→ **Required work**
Report the number of lines in the data below that hold "moves", without any other words.

→ **The data**
________________

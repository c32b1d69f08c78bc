//! Scheduler Audit Log
//!
//! Records scheduling decisions for test verification and debugging.
//! The ring is preallocated, so recording from interrupt context never
//! allocates; once full, the oldest record is dropped.

use crate::task::TaskState;
use alloc::collections::VecDeque;
use alloc::vec::Vec;
use core_types::{CoreId, TaskId};
use serde::{Deserialize, Serialize};

/// Scheduling event for the audit trail
#[derive(Debug, Clone, PartialEq, Eq, Serialize, Deserialize)]
pub enum SchedEvent {
    /// Task became the running task of a core
    Running { core: CoreId, task: TaskId },
    /// Running task was displaced by a higher-priority arrival
    Preempted { core: CoreId, task: TaskId },
    /// Task joined the ready queue
    Ready { task: TaskId },
    /// Task was queued behind the running task of its bound core
    Assigned { core: CoreId, task: TaskId },
    /// Task was parked in the pending queue by a preemption lock
    Deferred { task: TaskId },
    /// Displaced task left the head of a run queue
    Demoted {
        core: CoreId,
        task: TaskId,
        to: TaskState,
    },
    /// Task left the scheduler's queues (blocked)
    Removed { task: TaskId },
    /// Another core was halted for a run queue mutation
    CorePaused { core: CoreId },
    /// A halted core was released
    CoreResumed { core: CoreId },
    /// Pending tasks re-offered after a lock release
    PendingMerged { count: usize },
}

/// Bounded audit log
#[derive(Debug, Clone)]
pub struct SchedAuditLog {
    events: VecDeque<SchedEvent>,
    capacity: usize,
    dropped: u64,
}

impl SchedAuditLog {
    /// Creates a log holding at most `capacity` events
    pub fn new(capacity: usize) -> Self {
        Self {
            events: VecDeque::with_capacity(capacity),
            capacity,
            dropped: 0,
        }
    }

    pub fn record(&mut self, event: SchedEvent) {
        if self.capacity == 0 {
            return;
        }
        if self.events.len() == self.capacity {
            self.events.pop_front();
            self.dropped += 1;
        }
        self.events.push_back(event);
    }

    /// Recorded events, oldest first
    pub fn events(&self) -> impl Iterator<Item = &SchedEvent> + '_ {
        self.events.iter()
    }

    pub fn len(&self) -> usize {
        self.events.len()
    }

    pub fn is_empty(&self) -> bool {
        self.events.is_empty()
    }

    /// Number of events lost to the ring wrapping
    pub fn dropped(&self) -> u64 {
        self.dropped
    }

    pub fn clear(&mut self) {
        self.events.clear();
        self.dropped = 0;
    }

    /// Returns events matching a predicate
    pub fn find_events<F>(&self, predicate: F) -> Vec<&SchedEvent>
    where
        F: Fn(&SchedEvent) -> bool,
    {
        self.events.iter().filter(|e| predicate(e)).collect()
    }

    /// Checks if any event matches a predicate
    pub fn has_event<F>(&self, predicate: F) -> bool
    where
        F: Fn(&SchedEvent) -> bool,
    {
        self.events.iter().any(predicate)
    }
}

#[cfg(test)]
mod tests {
    use super::*;

    #[test]
    fn test_record_and_query() {
        let mut log = SchedAuditLog::new(8);
        let task = TaskId::new();
        log.record(SchedEvent::Ready { task });
        log.record(SchedEvent::Running {
            core: CoreId(0),
            task,
        });

        assert_eq!(log.len(), 2);
        assert!(log.has_event(|e| matches!(e, SchedEvent::Running { .. })));
        assert_eq!(
            log.find_events(|e| matches!(e, SchedEvent::Ready { .. }))
                .len(),
            1
        );
    }

    #[test]
    fn test_ring_drops_oldest() {
        let mut log = SchedAuditLog::new(2);
        for count in 0..5 {
            log.record(SchedEvent::PendingMerged { count });
        }
        let kept: Vec<&SchedEvent> = log.events().collect();
        assert_eq!(
            kept,
            vec![
                &SchedEvent::PendingMerged { count: 3 },
                &SchedEvent::PendingMerged { count: 4 }
            ]
        );
        assert_eq!(log.dropped(), 3);
    }

    #[test]
    fn test_zero_capacity_disables_recording() {
        let mut log = SchedAuditLog::new(0);
        log.record(SchedEvent::CorePaused { core: CoreId(1) });
        assert!(log.is_empty());
        assert_eq!(log.dropped(), 0);
    }

    #[test]
    fn test_events_serialize() {
        let event = SchedEvent::Demoted {
            core: CoreId(1),
            task: TaskId::new(),
            to: TaskState::Ready,
        };
        let json = serde_json::to_string(&event).unwrap();
        let back: SchedEvent = serde_json::from_str(&json).unwrap();
        assert_eq!(event, back);
    }
}
pub mod memory;
pub mod postgres;

use async_trait::async_trait;
use chrono::{DateTime, Utc};
use uuid::Uuid;

use crate::error::StockResult;
use crate::models::{
    IdempotentRequest, InboxMessage, NewIdempotentRequest, NewInboxMessage, NewOutboxMessage,
    NewReservation, OutboxMessage, Reservation, ReservationStatus, StockItem,
};

/// A stock item paired with its warehouse's priority, as loaded for the
/// allocation engine. Lower priority number means preferred.
#[derive(Debug, Clone)]
pub struct StockCandidate {
    pub item: StockItem,
    pub warehouse_priority: i32,
}

#[derive(Debug)]
pub enum ReserveOutcome {
    /// The conditional decrement succeeded; carries the post-update item so
    /// callers can evaluate low-stock thresholds without re-reading.
    Reserved(StockItem),
    /// Lost the race: available quantity dropped below the requested amount
    /// between the availability check and the conditional update.
    InsufficientStock { available: i32 },
}

#[derive(Debug)]
pub enum CommitOutcome {
    Committed(Reservation),
    /// Already committed for the same order; treated as success by callers.
    AlreadyCommitted(Reservation),
    NotPending(Reservation),
    NotFound,
}

#[derive(Debug)]
pub struct ReleaseRecord {
    pub reservation: Reservation,
    pub stock_item: StockItem,
}

/// Transactional storage for stock items, reservations, idempotent-request
/// records and outbox/inbox rows.
///
/// Every mutation of stock quantities or reservation status goes through a
/// conditional update; races surface as affected-row counts (`bool` /
/// `Option`), never as exceptions. The `*_reservation` operations write their
/// outbox event in the same transaction as the state change.
#[async_trait]
pub trait LedgerStore: Send + Sync {
    // ---- stock & reservations ----

    /// Active stock items with available quantity for a product (and exact
    /// variation match), joined with warehouse priority.
    async fn available_stock(
        &self,
        product_id: Uuid,
        variation_id: Option<Uuid>,
    ) -> StockResult<Vec<StockCandidate>>;

    async fn get_stock_item(&self, id: Uuid) -> StockResult<Option<StockItem>>;

    async fn get_reservation(&self, id: Uuid) -> StockResult<Option<Reservation>>;

    /// Pending reservation for the same (cart, product), used for
    /// business-level dedup of repeated add-to-cart requests.
    async fn find_pending_cart_reservation(
        &self,
        cart_id: Uuid,
        product_id: Uuid,
    ) -> StockResult<Option<Reservation>>;

    async fn pending_cart_reservations(&self, cart_id: Uuid) -> StockResult<Vec<Reservation>>;

    async fn expired_pending_reservations(
        &self,
        cutoff: DateTime<Utc>,
        limit: i64,
    ) -> StockResult<Vec<Reservation>>;

    /// Atomically re-checks `available_quantity >= reserved_quantity` on the
    /// target item, moves the quantity from available to reserved, inserts
    /// the reservation row and the outbox event, all in one transaction.
    async fn create_reservation(
        &self,
        reservation: NewReservation,
        event: NewOutboxMessage,
    ) -> StockResult<ReserveOutcome>;

    /// Conditional on the reservation still being pending. Clears the expiry
    /// deadline and attaches the order id. Quantities are untouched.
    async fn commit_reservation(
        &self,
        reservation_id: Uuid,
        order_id: Uuid,
        now: DateTime<Utc>,
        event: NewOutboxMessage,
    ) -> StockResult<CommitOutcome>;

    /// Conditional on pending; moves the reserved quantity back to available
    /// and stamps the terminal status (`Released` or `Expired`). Returns
    /// `None` when the reservation was not pending (safe-retry no-op).
    async fn release_reservation(
        &self,
        reservation_id: Uuid,
        terminal: ReservationStatus,
        now: DateTime<Utc>,
        event: NewOutboxMessage,
    ) -> StockResult<Option<ReleaseRecord>>;

    /// Deactivates stock items whose expiry date has passed, moving any
    /// remaining available quantity into the damaged bucket.
    async fn expire_stock_batches(&self, now: DateTime<Utc>) -> StockResult<usize>;

    /// Recomputes `minimum_level` for tracked items as 20% of on-hand
    /// quantity, rounded up.
    async fn recalculate_safety_stock(&self, now: DateTime<Utc>) -> StockResult<usize>;

    // ---- idempotent requests ----

    async fn find_request(
        &self,
        key: &str,
        subject_id: &str,
    ) -> StockResult<Option<IdempotentRequest>>;

    /// Returns `false` on a uniqueness conflict (another caller holds the
    /// key) instead of an error.
    async fn try_insert_request(&self, request: NewIdempotentRequest) -> StockResult<bool>;

    /// Reclaims a stale record: lock expired with no stored response, or the
    /// stored response itself has passed its TTL. Conditional update; `false`
    /// means the record is still live.
    async fn try_reclaim_request(
        &self,
        key: &str,
        subject_id: &str,
        now: DateTime<Utc>,
        locked_until: DateTime<Utc>,
        expires_on: Option<DateTime<Utc>>,
        request_hash: Option<String>,
    ) -> StockResult<bool>;

    async fn complete_request(
        &self,
        key: &str,
        subject_id: &str,
        response_body: serde_json::Value,
        status_code: i16,
    ) -> StockResult<()>;

    async fn clear_request_lock(&self, key: &str, subject_id: &str) -> StockResult<()>;

    // ---- outbox ----

    /// Standalone append, for advisory events emitted outside a reservation
    /// transaction (low-stock and out-of-stock alerts).
    async fn append_outbox(&self, message: NewOutboxMessage) -> StockResult<()>;

    /// Unprocessed messages that are unlocked or whose lease expired before
    /// `lease_cutoff`, oldest occurrence first.
    async fn due_outbox_messages(
        &self,
        lease_cutoff: DateTime<Utc>,
        limit: i64,
    ) -> StockResult<Vec<OutboxMessage>>;

    /// Conditional claim; `false` means another dispatcher instance won.
    async fn try_claim_outbox(
        &self,
        id: Uuid,
        instance: &str,
        now: DateTime<Utc>,
        lease_cutoff: DateTime<Utc>,
    ) -> StockResult<bool>;

    async fn mark_outbox_processed(&self, id: Uuid, now: DateTime<Utc>) -> StockResult<()>;

    /// Clears the claim and bumps the retry counter after a publish failure.
    async fn release_outbox_claim(&self, id: Uuid) -> StockResult<()>;

    // ---- inbox ----

    /// Returns `false` when the message id was already recorded (duplicate
    /// delivery). Insertion is the deduplication point.
    async fn try_insert_inbox(&self, message: NewInboxMessage) -> StockResult<bool>;

    async fn get_inbox_message(&self, message_id: &str) -> StockResult<Option<InboxMessage>>;

    async fn mark_inbox_processed(&self, message_id: &str, now: DateTime<Utc>) -> StockResult<()>;
}
#[async_trait]
impl LedgerStore for MemoryLedgerStore {
    async fn available_stock(
        &self,
        product_id: Uuid,
        variation_id: Option<Uuid>,
    ) -> StockResult<Vec<StockCandidate>> {
        let inner = self.inner.lock().unwrap();
        let mut candidates: Vec<StockCandidate> = inner
            .stock_items
            .values()
            .filter(|item| {
                item.is_active
                    && item.product_id == product_id
                    && item.variation_id == variation_id
                    && item.available_quantity > 0
            })
            .map(|item| StockCandidate {
                item: item.clone(),
                warehouse_priority: inner
                    .warehouse_priorities
                    .get(&item.warehouse_id)
                    .copied()
                    .unwrap_or(0),
            })
            .collect();
        candidates.sort_by_key(|c| c.warehouse_priority);
        Ok(candidates)
    }

    async fn get_stock_item(&self, id: Uuid) -> StockResult<Option<StockItem>> {
        Ok(self.inner.lock().unwrap().stock_items.get(&id).cloned())
    }

    async fn get_reservation(&self, id: Uuid) -> StockResult<Option<Reservation>> {
        Ok(self.inner.lock().unwrap().reservations.get(&id).cloned())
    }

    async fn find_pending_cart_reservation(
        &self,
        cart_id: Uuid,
        product_id: Uuid,
    ) -> StockResult<Option<Reservation>> {
        let inner = self.inner.lock().unwrap();
        let found = inner
            .reservations
            .values()
            .find(|r| {
                r.cart_id == Some(cart_id)
                    && r.status() == Some(ReservationStatus::Pending)
                    && inner
                        .stock_items
                        .get(&r.stock_item_id)
                        .map(|item| item.product_id == product_id)
                        .unwrap_or(false)
            })
            .cloned();
        Ok(found)
    }

    async fn pending_cart_reservations(&self, cart_id: Uuid) -> StockResult<Vec<Reservation>> {
        let inner = self.inner.lock().unwrap();
        Ok(inner
            .reservations
            .values()
            .filter(|r| {
                r.cart_id == Some(cart_id) && r.status() == Some(ReservationStatus::Pending)
            })
            .cloned()
            .collect())
    }

    async fn expired_pending_reservations(
        &self,
        cutoff: DateTime<Utc>,
        limit: i64,
    ) -> StockResult<Vec<Reservation>> {
        let inner = self.inner.lock().unwrap();
        let mut expired: Vec<Reservation> = inner
            .reservations
            .values()
            .filter(|r| {
                r.status() == Some(ReservationStatus::Pending)
                    && r.expires_at.map(|e| e <= cutoff).unwrap_or(false)
            })
            .cloned()
            .collect();
        expired.sort_by_key(|r| r.expires_at);
        expired.truncate(limit as usize);
        Ok(expired)
    }

    async fn create_reservation(
        &self,
        reservation: NewReservation,
        event: NewOutboxMessage,
    ) -> StockResult<ReserveOutcome> {
        let mut inner = self.inner.lock().unwrap();

        let quantity = reservation.reserved_quantity;
        let item = match inner.stock_items.get_mut(&reservation.stock_item_id) {
            Some(item) if item.is_active && item.available_quantity >= quantity => item,
            Some(item) if item.is_active => {
                let available = item.available_quantity;
                return Ok(ReserveOutcome::InsufficientStock { available });
            }
            _ => return Ok(ReserveOutcome::InsufficientStock { available: 0 }),
        };
        item.available_quantity -= quantity;
        item.reserved_quantity += quantity;
        item.updated_at = reservation.reserved_at;
        let item = item.clone();

        inner.reservations.insert(
            reservation.id,
            Reservation {
                id: reservation.id,
                stock_item_id: reservation.stock_item_id,
                cart_id: reservation.cart_id,
                order_id: reservation.order_id,
                customer_id: reservation.customer_id,
                reserved_quantity: reservation.reserved_quantity,
                status: reservation.status,
                reservation_type: reservation.reservation_type,
                reserved_at: reservation.reserved_at,
                expires_at: reservation.expires_at,
                released_at: None,
                updated_at: reservation.updated_at,
            },
        );
        Self::push_outbox(&mut inner, event);

        Ok(ReserveOutcome::Reserved(item))
    }

    async fn commit_reservation(
        &self,
        reservation_id: Uuid,
        order_id: Uuid,
        now: DateTime<Utc>,
        event: NewOutboxMessage,
    ) -> StockResult<CommitOutcome> {
        let mut inner = self.inner.lock().unwrap();

        let outcome = match inner.reservations.get_mut(&reservation_id) {
            None => CommitOutcome::NotFound,
            Some(r) if r.status() == Some(ReservationStatus::Pending) => {
                r.status = ReservationStatus::Committed.as_str().to_string();
                r.order_id = Some(order_id);
                r.expires_at = None;
                r.updated_at = now;
                CommitOutcome::Committed(r.clone())
            }
            Some(r)
                if r.status() == Some(ReservationStatus::Committed)
                    && r.order_id == Some(order_id) =>
            {
                CommitOutcome::AlreadyCommitted(r.clone())
            }
            Some(r) => CommitOutcome::NotPending(r.clone()),
        };

        if matches!(outcome, CommitOutcome::Committed(_)) {
            Self::push_outbox(&mut inner, event);
        }
        Ok(outcome)
    }

    async fn release_reservation(
        &self,
        reservation_id: Uuid,
        terminal: ReservationStatus,
        now: DateTime<Utc>,
        event: NewOutboxMessage,
    ) -> StockResult<Option<ReleaseRecord>> {
        let mut inner = self.inner.lock().unwrap();

        // Check both rows before mutating either, like the transactional
        // store where a missing stock item rolls the whole release back.
        let (stock_item_id, quantity) = match inner.reservations.get(&reservation_id) {
            Some(r) if r.status() == Some(ReservationStatus::Pending) => {
                (r.stock_item_id, r.reserved_quantity)
            }
            _ => return Ok(None),
        };
        if !inner.stock_items.contains_key(&stock_item_id) {
            return Ok(None);
        }

        let reservation = match inner.reservations.get_mut(&reservation_id) {
            Some(r) => {
                r.status = terminal.as_str().to_string();
                r.released_at = Some(now);
                r.updated_at = now;
                r.clone()
            }
            None => return Ok(None),
        };
        let stock_item = match inner.stock_items.get_mut(&stock_item_id) {
            Some(item) => {
                item.available_quantity += quantity;
                item.reserved_quantity -= quantity;
                item.updated_at = now;
                item.clone()
            }
            None => return Ok(None),
        };
        Self::push_outbox(&mut inner, event);

        Ok(Some(ReleaseRecord {
            reservation,
            stock_item,
        }))
    }

    async fn expire_stock_batches(&self, now: DateTime<Utc>) -> StockResult<usize> {
        let mut inner = self.inner.lock().unwrap();
        let mut affected = 0;
        for item in inner.stock_items.values_mut() {
            if item.is_active && item.expiry_date.map(|e| e <= now).unwrap_or(false) {
                item.damaged_quantity += item.available_quantity;
                item.available_quantity = 0;
                item.is_active = false;
                item.updated_at = now;
                affected += 1;
            }
        }
        Ok(affected)
    }

    async fn recalculate_safety_stock(&self, now: DateTime<Utc>) -> StockResult<usize> {
        let mut inner = self.inner.lock().unwrap();
        let mut affected = 0;
        for item in inner.stock_items.values_mut() {
            if item.is_active && item.minimum_level.is_some() {
                let on_hand =
                    item.available_quantity + item.reserved_quantity + item.in_transit_quantity;
                item.minimum_level = Some((on_hand + 4) / 5);
                item.updated_at = now;
                affected += 1;
            }
        }
        Ok(affected)
    }

    async fn find_request(
        &self,
        key: &str,
        subject_id: &str,
    ) -> StockResult<Option<IdempotentRequest>> {
        let inner = self.inner.lock().unwrap();
        Ok(inner
            .requests
            .get(&(key.to_string(), subject_id.to_string()))
            .cloned())
    }

    async fn try_insert_request(&self, request: NewIdempotentRequest) -> StockResult<bool> {
        let mut inner = self.inner.lock().unwrap();
        let slot = (request.key.clone(), request.subject_id.clone());
        if inner.requests.contains_key(&slot) {
            return Ok(false);
        }
        inner.requests.insert(
            slot,
            IdempotentRequest {
                key: request.key,
                subject_id: request.subject_id,
                request_hash: request.request_hash,
                locked_until: request.locked_until,
                expires_on: request.expires_on,
                response_body: None,
                status_code: None,
                created_at: request.created_at,
            },
        );
        Ok(true)
    }

    async fn try_reclaim_request(
        &self,
        key: &str,
        subject_id: &str,
        now: DateTime<Utc>,
        locked_until: DateTime<Utc>,
        expires_on: Option<DateTime<Utc>>,
        request_hash: Option<String>,
    ) -> StockResult<bool> {
        let mut inner = self.inner.lock().unwrap();
        let record = match inner
            .requests
            .get_mut(&(key.to_string(), subject_id.to_string()))
        {
            Some(r) => r,
            None => return Ok(false),
        };

        let lock_stale = record.response_body.is_none()
            && record.locked_until.map(|l| l <= now).unwrap_or(true);
        let response_expired = record.expires_on.map(|e| e <= now).unwrap_or(false);
        if !lock_stale && !response_expired {
            return Ok(false);
        }

        record.locked_until = Some(locked_until);
        record.expires_on = expires_on;
        record.response_body = None;
        record.status_code = None;
        record.request_hash = request_hash;
        Ok(true)
    }

    async fn complete_request(
        &self,
        key: &str,
        subject_id: &str,
        response_body: serde_json::Value,
        status_code: i16,
    ) -> StockResult<()> {
        let mut inner = self.inner.lock().unwrap();
        if let Some(record) = inner
            .requests
            .get_mut(&(key.to_string(), subject_id.to_string()))
        {
            record.response_body = Some(response_body);
            record.status_code = Some(status_code);
            record.locked_until = None;
        }
        Ok(())
    }

    async fn clear_request_lock(&self, key: &str, subject_id: &str) -> StockResult<()> {
        let mut inner = self.inner.lock().unwrap();
        if let Some(record) = inner
            .requests
            .get_mut(&(key.to_string(), subject_id.to_string()))
        {
            record.locked_until = None;
        }
        Ok(())
    }

    async fn append_outbox(&self, message: NewOutboxMessage) -> StockResult<()> {
        let mut inner = self.inner.lock().unwrap();
        Self::push_outbox(&mut inner, message);
        Ok(())
    }

    async fn due_outbox_messages(
        &self,
        lease_cutoff: DateTime<Utc>,
        limit: i64,
    ) -> StockResult<Vec<OutboxMessage>> {
        let inner = self.inner.lock().unwrap();
        let mut due: Vec<OutboxMessage> = inner
            .outbox
            .iter()
            .filter(|m| !m.processed && m.locked_at.map(|l| l < lease_cutoff).unwrap_or(true))
            .cloned()
            .collect();
        due.sort_by_key(|m| m.occurred_on);
        due.truncate(limit as usize);
        Ok(due)
    }

    async fn try_claim_outbox(
        &self,
        id: Uuid,
        instance: &str,
        now: DateTime<Utc>,
        lease_cutoff: DateTime<Utc>,
    ) -> StockResult<bool> {
        let mut inner = self.inner.lock().unwrap();
        let message = match inner.outbox.iter_mut().find(|m| m.id == id) {
            Some(m) => m,
            None => return Ok(false),
        };
        if message.processed || message.locked_at.map(|l| l >= lease_cutoff).unwrap_or(false) {
            return Ok(false);
        }
        message.locked_by = Some(instance.to_string());
        message.locked_at = Some(now);
        Ok(true)
    }

    async fn mark_outbox_processed(&self, id: Uuid, now: DateTime<Utc>) -> StockResult<()> {
        let mut inner = self.inner.lock().unwrap();
        if let Some(message) = inner.outbox.iter_mut().find(|m| m.id == id) {
            message.processed = true;
            message.processed_on = Some(now);
            message.locked_by = None;
            message.locked_at = None;
        }
        Ok(())
    }

    async fn release_outbox_claim(&self, id: Uuid) -> StockResult<()> {
        let mut inner = self.inner.lock().unwrap();
        if let Some(message) = inner.outbox.iter_mut().find(|m| m.id == id) {
            message.locked_by = None;
            message.locked_at = None;
            message.retry_count += 1;
        }
        Ok(())
    }

    async fn try_insert_inbox(&self, message: NewInboxMessage) -> StockResult<bool> {
        let mut inner = self.inner.lock().unwrap();
        if inner.inbox.contains_key(&message.message_id) {
            return Ok(false);
        }
        inner.inbox.insert(
            message.message_id.clone(),
            InboxMessage {
                message_id: message.message_id,
                message_type: message.message_type,
                content: message.content,
                consumer: message.consumer,
                status: message.status,
                received_at: message.received_at,
                processed_on: None,
            },
        );
        Ok(true)
    }

    async fn get_inbox_message(&self, message_id: &str) -> StockResult<Option<InboxMessage>> {
        Ok(self.inner.lock().unwrap().inbox.get(message_id).cloned())
    }

    async fn mark_inbox_processed(&self, message_id: &str, now: DateTime<Utc>) -> StockResult<()> {
        let mut inner = self.inner.lock().unwrap();
        if let Some(message) = inner.inbox.get_mut(message_id) {
            message.status = INBOX_PROCESSED.to_string();
            message.processed_on = Some(now);
        }
        Ok(())
    }
}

________________

→ **Answer for the task**
2